No. Neither is true.

Burton makes high-end and low-end stuff, like every other company. You get what you pay for. Burton is the "wal-mart" of the snowboard world. Hence, other company's make fun of them, and the cool-kids at the mountain like to bash them b/c they are "corporate." Note, however, that Burton is privatlly owned company, and is not a subsidary of a large ski company like other "cool" snowboard brands are. Often the people who say Burton sucks have never ridden their boards, or if they have, are just looking for a reason to justify a pre-exisitng idea they had about the company.
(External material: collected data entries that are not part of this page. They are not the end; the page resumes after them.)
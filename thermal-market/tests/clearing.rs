//! Properties of the double auction over randomized order books.

use std::collections::HashMap;

use rand::rngs::StdRng;
use rand::{Rng, SeedableRng};
use thermal_market::market::{ClearingRule, Market, Order, Side, Trade, double_auction};
use thermal_market::types::Product;

const PRODUCT: Product = Product {
    product_type: 900,
    lead_time: 0,
};

fn random_book(rng: &mut StdRng, n: usize) -> Vec<Order> {
    (0..n)
        .map(|i| {
            let side = if rng.random_bool(0.5) { Side::Buy } else { Side::Sell };
            let quantity = rng.random_range(0.5..20.0);
            let price = rng.random_range(-0.2..0.4);
            let acceptance = if rng.random_bool(0.3) {
                rng.random_range(0.1..1.0)
            } else {
                0.0
            };
            Order::new(format!("t{i}"), "heat", side, PRODUCT, quantity, price)
                .with_id(i as u64)
                .with_acceptance(acceptance)
        })
        .collect()
}

fn filled_by_sender(trades: &[Trade]) -> HashMap<(String, Side), f64> {
    let mut filled = HashMap::new();
    for trade in trades {
        *filled
            .entry((trade.receiver_id.clone(), trade.side))
            .or_insert(0.0) += trade.quantity;
    }
    filled
}

#[test]
fn trades_come_in_matching_pairs() {
    let mut rng = StdRng::seed_from_u64(7);
    for _ in 0..200 {
        let n = rng.random_range(0..12);
        let book = random_book(&mut rng, n);
        let outcome = double_auction("heat", &book);

        assert_eq!(outcome.trades.len() % 2, 0);
        for pair in outcome.trades.chunks(2) {
            assert_eq!(pair[0].side, Side::Buy);
            assert_eq!(pair[1].side, Side::Sell);
            assert_eq!(pair[0].quantity, pair[1].quantity);
            assert_eq!(pair[0].price, pair[1].price);
            assert!(pair[0].quantity > 0.0, "zero-quantity trades are never emitted");
        }
    }
}

#[test]
fn no_order_is_overfilled_and_passes_are_bounded() {
    let mut rng = StdRng::seed_from_u64(11);
    for _ in 0..200 {
        let n = rng.random_range(1..12);
        let book = random_book(&mut rng, n);
        let outcome = double_auction("heat", &book);

        assert!(
            outcome.iterations as usize <= book.len(),
            "{} passes for {} orders",
            outcome.iterations,
            book.len()
        );
        let filled = filled_by_sender(&outcome.trades);
        for order in &book {
            let got = filled
                .get(&(order.sender_id.clone(), order.side))
                .copied()
                .unwrap_or(0.0);
            assert!(
                got <= order.quantity + 1e-9,
                "{} filled {:.3} of {:.3}",
                order.sender_id,
                got,
                order.quantity
            );
        }
    }
}

#[test]
fn uniform_rule_settles_everything_at_the_last_price() {
    let mut rng = StdRng::seed_from_u64(23);
    for _ in 0..100 {
        let n = rng.random_range(2..10);
        let book = random_book(&mut rng, n);
        let outcome = ClearingRule::DoubleAuctionUniform.clear("heat", &book);
        if let Some(last) = outcome.trades.last() {
            assert!(outcome.trades.iter().all(|t| t.price == last.price));
        }
    }
}

#[test]
fn uniform_example_settles_at_marginal_price() {
    let book = vec![
        Order::new("a", "heat", Side::Buy, PRODUCT, 5.0, 0.10).with_id(0),
        Order::new("b", "heat", Side::Buy, PRODUCT, 5.0, 0.08).with_id(1),
        Order::new("s", "heat", Side::Sell, PRODUCT, 8.0, 0.07).with_id(2),
    ];
    let outcome = ClearingRule::DoubleAuctionUniform.clear("heat", &book);
    let prices: Vec<f64> = outcome.trades.iter().map(|t| t.price).collect();
    assert_eq!(prices.len(), 4);
    assert!(prices.iter().all(|p| (p - 0.075).abs() < 1e-12), "prices {prices:?}");
}

#[test]
fn uniform_price_includes_a_crossing_buy_that_got_nothing() {
    let book = vec![
        Order::new("a", "heat", Side::Buy, PRODUCT, 5.0, 0.10).with_id(0),
        Order::new("b", "heat", Side::Buy, PRODUCT, 5.0, 0.09).with_id(1),
        Order::new("s", "heat", Side::Sell, PRODUCT, 5.0, 0.08).with_id(2),
    ];
    let outcome = ClearingRule::DoubleAuctionUniform.clear("heat", &book);
    let fills: Vec<(&str, f64)> = outcome
        .trades
        .iter()
        .map(|t| (t.receiver_id.as_str(), t.quantity))
        .collect();
    assert_eq!(fills, [("a", 5.0), ("s", 5.0)]);
    assert!(
        outcome.trades.iter().all(|t| (t.price - 0.085).abs() < 1e-12),
        "prices {:?}",
        outcome.trades.iter().map(|t| t.price).collect::<Vec<_>>()
    );
}

#[test]
fn market_book_is_empty_after_clearing() {
    let mut rng = StdRng::seed_from_u64(3);
    let mut market = Market::new("heat", ClearingRule::DoubleAuction, &[PRODUCT]);
    for order in random_book(&mut rng, 10) {
        market.process_msg(order);
    }
    market.process_msg(Order::new("idle", "heat", Side::Sell, PRODUCT, 0.0, 0.0));
    assert!(market.book(PRODUCT).iter().all(|o| o.quantity > 0.0));

    market.clear(PRODUCT, 900);
    assert!(market.book(PRODUCT).is_empty());
    assert_eq!(market.log.len(), 1);
}

#[test]
fn coupled_siblings_leave_with_the_cleared_bid() {
    // two alternatives of one unit: the big block clears, the small one must not
    let book = vec![
        Order::new("chp", "heat", Side::Sell, PRODUCT, 10.0, 0.02)
            .with_id(0)
            .coupled_with([1]),
        Order::new("chp", "heat", Side::Sell, PRODUCT, 4.0, 0.03)
            .with_id(1)
            .coupled_with([0]),
        Order::new("office", "heat", Side::Buy, PRODUCT, 20.0, 0.5).with_id(2),
    ];
    let outcome = double_auction("heat", &book);
    let sold: f64 = outcome
        .trades
        .iter()
        .filter(|t| t.side == Side::Sell)
        .map(|t| t.quantity)
        .sum();
    assert!((sold - 10.0).abs() < 1e-12, "sold {sold:.2}");
}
Think about it, if Burton's board fell apart, they would not be one of the oldest, and the biggest, brand in the snowboard industry. People won't by crap once the word gets out (i.e. chinese toys, at the moment). 

All this said, there are PLENTY of smaller companys that make boards that are just as good, or better, than Burton's boards. Never Summer is a good example. They are made in the USA, have the longest warranty in the industry, and only make 13 different decks (Burton makes like 40 or something), and they keep a low-profile. However, since Burton is HUGE, they are also able to do socially minded stuff like their CHILL programm that a smaller company would never be able to do for financial reasons. 
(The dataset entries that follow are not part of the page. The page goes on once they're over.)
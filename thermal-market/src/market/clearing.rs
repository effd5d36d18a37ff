use std::collections::HashSet;

use crate::types::{Energy, OrderId, Price};

use super::orders::{Order, Side, Trade};

// === CLEARING RULES ===

/// How a market turns a book into trades.
#[derive(Clone, Copy, Debug, Default, PartialEq, Eq)]
pub enum ClearingRule {
    /// Pay-as-bid at the mean of the matched buy and sell prices.
    #[default]
    DoubleAuction,
    /// Same matching, every trade settles at the last matched price.
    DoubleAuctionUniform,
}

impl ClearingRule {
    pub fn from_name(name: &str) -> Option<Self> {
        match name {
            "double_auction" => Some(Self::DoubleAuction),
            "double_auction_uniform_pricing" => Some(Self::DoubleAuctionUniform),
            _ => None,
        }
    }

    pub fn name(self) -> &'static str {
        match self {
            Self::DoubleAuction => "double_auction",
            Self::DoubleAuctionUniform => "double_auction_uniform_pricing",
        }
    }

    pub fn clear(self, market: &str, book: &[Order]) -> AuctionOutcome {
        match self {
            Self::DoubleAuction => double_auction(market, book),
            Self::DoubleAuctionUniform => double_auction_uniform(market, book),
        }
    }
}

#[derive(Debug, Clone, Default)]
pub struct AuctionOutcome {
    pub trades: Vec<Trade>,
    /// Matching passes run, including the accepted one.
    pub iterations: u32,
    /// Price of the accepted pass's last crossing, counting a crossing that moved no energy.
    pub marginal_price: Option<Price>,
}

// === SINGLE PASS ===

struct PassResult {
    trades: Vec<Trade>,
    marginal_price: Option<Price>,
    buy_rest: Vec<Energy>,
    sell_rest: Vec<Energy>,
    buy_live: Vec<bool>,
    sell_live: Vec<bool>,
}

/// Mark `idx` and every order it is coupled with as gone from the live side.
fn withdraw(side: &[&Order], live: &mut [bool], idx: usize) {
    live[idx] = false;
    let coupled: HashSet<OrderId> = side[idx].coupled_orders.iter().copied().collect();
    if coupled.is_empty() {
        return;
    }
    for (j, order) in side.iter().enumerate() {
        if coupled.contains(&order.id) {
            live[j] = false;
        }
    }
}

fn trade_pair(market: &str, buy: &Order, sell: &Order, quantity: Energy) -> [Trade; 2] {
    let price = (buy.price + sell.price) / 2.0;
    let trade = |order: &Order, side: Side| Trade {
        sender_id: market.to_string(),
        receiver_id: order.sender_id.clone(),
        side,
        product: order.product,
        quantity,
        price,
    };
    [trade(buy, Side::Buy), trade(sell, Side::Sell)]
}

/// Walk sells cheapest first against buys dearest first. `buys` and `sells` are already sorted.
///
/// A sell exhausted by a buy stays live until the next crossing buy retires it, matching the
/// book's removal order; that retirement moves no energy and emits no trade, but its price
/// still sets the marginal price.
fn match_pass(market: &str, buys: &[&Order], sells: &[&Order]) -> PassResult {
    let mut buy_rest: Vec<Energy> = buys.iter().map(|o| o.quantity).collect();
    let mut sell_rest: Vec<Energy> = sells.iter().map(|o| o.quantity).collect();
    let mut buy_live = vec![true; buys.len()];
    let mut sell_live = vec![true; sells.len()];
    let mut trades = Vec::new();
    let mut marginal_price = None;

    for s in 0..sells.len() {
        if !sell_live[s] {
            continue;
        }
        for b in 0..buys.len() {
            if !buy_live[b] {
                continue;
            }
            if buys[b].price < sells[s].price {
                break;
            }
            let sell_filled = buy_rest[b] > sell_rest[s];
            let quantity = if sell_filled { sell_rest[s] } else { buy_rest[b] };
            buy_rest[b] -= quantity;
            sell_rest[s] -= quantity;
            marginal_price = Some((buys[b].price + sells[s].price) / 2.0);
            if quantity != 0.0 {
                trades.extend(trade_pair(market, buys[b], sells[s], quantity));
            }
            if sell_filled {
                withdraw(sells, &mut sell_live, s);
                break;
            }
            withdraw(buys, &mut buy_live, b);
        }
    }

    PassResult {
        trades,
        marginal_price,
        buy_rest,
        sell_rest,
        buy_live,
        sell_live,
    }
}

/// The first live order of a side passes if it is untouched or filled to at least its
/// acceptance ratio. Returns the offending position otherwise.
fn first_rejected(side: &[&Order], rest: &[Energy], live: &[bool]) -> Option<usize> {
    let idx = live.iter().position(|&l| l)?;
    let order = side[idx];
    let fill = 1.0 - rest[idx] / order.quantity;
    if fill >= order.min_acceptance_ratio || fill == 0.0 {
        None
    } else {
        Some(idx)
    }
}

// === DOUBLE AUCTION ===

/// Pay-as-bid double auction with minimum acceptance ratios.
///
/// After each pass the first order still live on each side is checked against its acceptance
/// ratio. A failing pass drops the offending order of each failing side from the book and
/// re-runs the match, so the loop runs at most `buys + sells` times. A book that runs dry
/// yields no trades.
pub fn double_auction(market: &str, book: &[Order]) -> AuctionOutcome {
    let mut buys: Vec<&Order> = book.iter().filter(|o| o.side == Side::Buy).collect();
    let mut sells: Vec<&Order> = book.iter().filter(|o| o.side == Side::Sell).collect();

    if buys.is_empty() || sells.is_empty() {
        return AuctionOutcome::default();
    }

    // stable: equal prices keep submission order
    buys.sort_by(|a, b| b.price.total_cmp(&a.price));
    sells.sort_by(|a, b| a.price.total_cmp(&b.price));

    let mut iterations = 0;
    while !buys.is_empty() || !sells.is_empty() {
        iterations += 1;
        let pass = match_pass(market, &buys, &sells);

        let rejected_buy = first_rejected(&buys, &pass.buy_rest, &pass.buy_live);
        let rejected_sell = first_rejected(&sells, &pass.sell_rest, &pass.sell_live);
        if rejected_buy.is_none() && rejected_sell.is_none() {
            return AuctionOutcome {
                trades: pass.trades,
                iterations,
                marginal_price: pass.marginal_price,
            };
        }
        if let Some(idx) = rejected_buy {
            buys.remove(idx);
        }
        if let Some(idx) = rejected_sell {
            sells.remove(idx);
        }
    }

    AuctionOutcome {
        trades: Vec::new(),
        iterations,
        marginal_price: None,
    }
}

/// Double auction where every trade settles at the price of the last crossing, including a
/// crossing buy that found the sell already exhausted.
pub fn double_auction_uniform(market: &str, book: &[Order]) -> AuctionOutcome {
    let mut outcome = double_auction(market, book);
    if let Some(uniform) = outcome.marginal_price {
        for trade in &mut outcome.trades {
            trade.price = uniform;
        }
    }
    outcome
}

#[cfg(test)]
mod tests {
    use super::*;
    use crate::types::Product;

    const PRODUCT: Product = Product {
        product_type: 900,
        lead_time: 0,
    };

    fn make_buy(id: u64, sender: &str, qty: f64, price: f64) -> Order {
        Order::new(sender, "heat", Side::Buy, PRODUCT, qty, price).with_id(id)
    }

    fn make_sell(id: u64, sender: &str, qty: f64, price: f64) -> Order {
        Order::new(sender, "heat", Side::Sell, PRODUCT, qty, price).with_id(id)
    }

    fn cleared(trades: &[Trade], side: Side) -> f64 {
        trades
            .iter()
            .filter(|t| t.side == side)
            .map(|t| t.quantity)
            .sum()
    }

    #[test]
    fn mean_price_matches_two_buyers_against_one_seller() {
        let book = vec![
            make_buy(1, "a", 5.0, 0.10),
            make_buy(2, "b", 5.0, 0.08),
            make_sell(3, "s", 8.0, 0.09),
        ];

        let outcome = double_auction("heat", &book);

        assert_eq!(outcome.trades.len(), 2);
        assert_eq!(outcome.iterations, 1);
        let first = &outcome.trades[0];
        assert!((first.quantity - 5.0).abs() < 1e-9);
        assert!(
            (first.price - 0.095).abs() < 1e-9,
            "first match should settle at 0.095, got {:.4}",
            first.price
        );
        // buyer b bids below the remaining ask, so only one match happens
        assert!(
            (cleared(&outcome.trades, Side::Buy) - 5.0).abs() < 1e-9,
            "buys cleared {:.2}",
            cleared(&outcome.trades, Side::Buy)
        );
    }

    #[test]
    fn crossing_book_fills_sell_across_buyers() {
        let book = vec![
            make_buy(1, "a", 5.0, 0.10),
            make_buy(2, "b", 5.0, 0.09),
            make_sell(3, "s", 8.0, 0.08),
        ];

        let outcome = double_auction("heat", &book);

        let prices: Vec<f64> = outcome.trades.iter().map(|t| t.price).collect();
        assert!((prices[0] - 0.09).abs() < 1e-9);
        assert!((prices[2] - 0.085).abs() < 1e-9);
        assert!((outcome.trades[2].quantity - 3.0).abs() < 1e-9);
        assert!((cleared(&outcome.trades, Side::Sell) - 8.0).abs() < 1e-9);
    }

    #[test]
    fn uniform_variant_uses_last_price() {
        let book = vec![
            make_buy(1, "a", 5.0, 0.10),
            make_buy(2, "b", 5.0, 0.09),
            make_sell(3, "s", 8.0, 0.08),
        ];

        let outcome = double_auction_uniform("heat", &book);

        for trade in &outcome.trades {
            assert!(
                (trade.price - 0.085).abs() < 1e-9,
                "uniform price should be 0.085, got {:.4}",
                trade.price
            );
        }
    }

    #[test]
    fn uniform_price_counts_a_crossing_buy_left_without_energy() {
        // a exhausts s exactly; b still crosses s and sets the marginal price
        let book = vec![
            make_buy(1, "a", 5.0, 0.10),
            make_buy(2, "b", 5.0, 0.09),
            make_sell(3, "s", 5.0, 0.08),
        ];

        let outcome = double_auction_uniform("heat", &book);

        assert_eq!(outcome.trades.len(), 2);
        assert!((cleared(&outcome.trades, Side::Buy) - 5.0).abs() < 1e-9);
        assert_eq!(outcome.marginal_price, Some((0.09 + 0.08) / 2.0));
        for trade in &outcome.trades {
            assert!(
                (trade.price - 0.085).abs() < 1e-9,
                "uniform price should be 0.085, got {:.4}",
                trade.price
            );
        }
    }

    #[test]
    fn one_sided_book_clears_nothing() {
        let only_buys = vec![make_buy(1, "a", 5.0, 0.10)];
        assert!(double_auction("heat", &only_buys).trades.is_empty());
        assert!(double_auction("heat", &[]).trades.is_empty());
    }

    #[test]
    fn rejected_partial_fill_is_dropped_and_rematched() {
        // a wants all 10 or nothing, but only 4 are offered; b takes the 4 instead
        let book = vec![
            make_buy(1, "a", 10.0, 0.12).with_acceptance(1.0),
            make_buy(2, "b", 4.0, 0.10),
            make_sell(3, "s", 4.0, 0.05),
        ];

        let outcome = double_auction("heat", &book);

        assert_eq!(outcome.iterations, 2);
        assert!(outcome.trades.iter().all(|t| t.receiver_id != "a"));
        assert!((cleared(&outcome.trades, Side::Buy) - 4.0).abs() < 1e-9);
    }

    #[test]
    fn coupled_siblings_leave_with_the_filled_order() {
        // two alternative bids of one producer: once the smaller clears, the larger is void
        let book = vec![
            make_buy(1, "c", 6.0, 0.10),
            make_sell(10, "p", 3.0, 0.02).coupled_with([11]),
            make_sell(11, "p", 6.0, 0.04).coupled_with([10]),
        ];

        let outcome = double_auction("heat", &book);

        assert!((cleared(&outcome.trades, Side::Sell) - 3.0).abs() < 1e-9);
        assert_eq!(outcome.trades.len(), 2);
    }

    #[test]
    fn unsatisfiable_ratios_end_with_no_trades() {
        let book = vec![
            make_buy(1, "a", 10.0, 0.12).with_acceptance(1.0),
            make_sell(2, "s", 4.0, 0.05).with_acceptance(1.0),
            make_sell(3, "t", 9.0, 0.06).with_acceptance(1.0),
        ];

        let outcome = double_auction("heat", &book);

        assert!(outcome.trades.is_empty());
        assert!(outcome.iterations <= 3, "took {} passes", outcome.iterations);
    }

    #[test]
    fn rule_names_round_trip() {
        for rule in [ClearingRule::DoubleAuction, ClearingRule::DoubleAuctionUniform] {
            assert_eq!(ClearingRule::from_name(rule.name()), Some(rule));
        }
        assert_eq!(ClearingRule::from_name("pro_rata"), None);
    }
}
The point is, there are a lot of considerations about what makes a "good" or a "bad" snowboard, or a snowboard company for that matter. Do your own research, and get something that resonates with your own sense of Being. Most of all, don't get caught up in the rumor-mill about who is, or is not, a good company.


----------



## sedition (Feb 8, 2007)

libtech said:


> I personally think theeir boards are way to overpriced.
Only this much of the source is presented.